[DESCRIPTION OF THE TASK]:
Output only this range of the data below: the line that contains "pub struct AdminSettings" through the final line, both ends included, each retyped exactly.

Collected data
□ □ □ □ □ □ □

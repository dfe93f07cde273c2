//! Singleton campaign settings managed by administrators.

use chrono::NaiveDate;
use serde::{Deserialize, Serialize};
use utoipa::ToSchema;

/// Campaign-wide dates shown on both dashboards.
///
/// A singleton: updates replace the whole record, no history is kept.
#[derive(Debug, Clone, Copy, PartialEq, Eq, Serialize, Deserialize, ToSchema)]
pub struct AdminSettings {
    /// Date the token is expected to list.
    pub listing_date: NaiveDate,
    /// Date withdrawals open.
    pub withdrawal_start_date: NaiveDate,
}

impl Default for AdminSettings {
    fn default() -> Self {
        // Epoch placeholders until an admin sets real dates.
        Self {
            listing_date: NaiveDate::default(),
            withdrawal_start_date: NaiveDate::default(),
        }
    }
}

□ □ □ □ □ □ □

[TASK ANSWER]:
pub struct AdminSettings {
    /// Date the token is expected to list.
    pub listing_date: NaiveDate,
    /// Date withdrawals open.
    pub withdrawal_start_date: NaiveDate,
}

impl Default for AdminSettings {
    fn default() -> Self {
        // Epoch placeholders until an admin sets real dates.
        Self {
            listing_date: NaiveDate::default(),
            withdrawal_start_date: NaiveDate::default(),
        }
    }
}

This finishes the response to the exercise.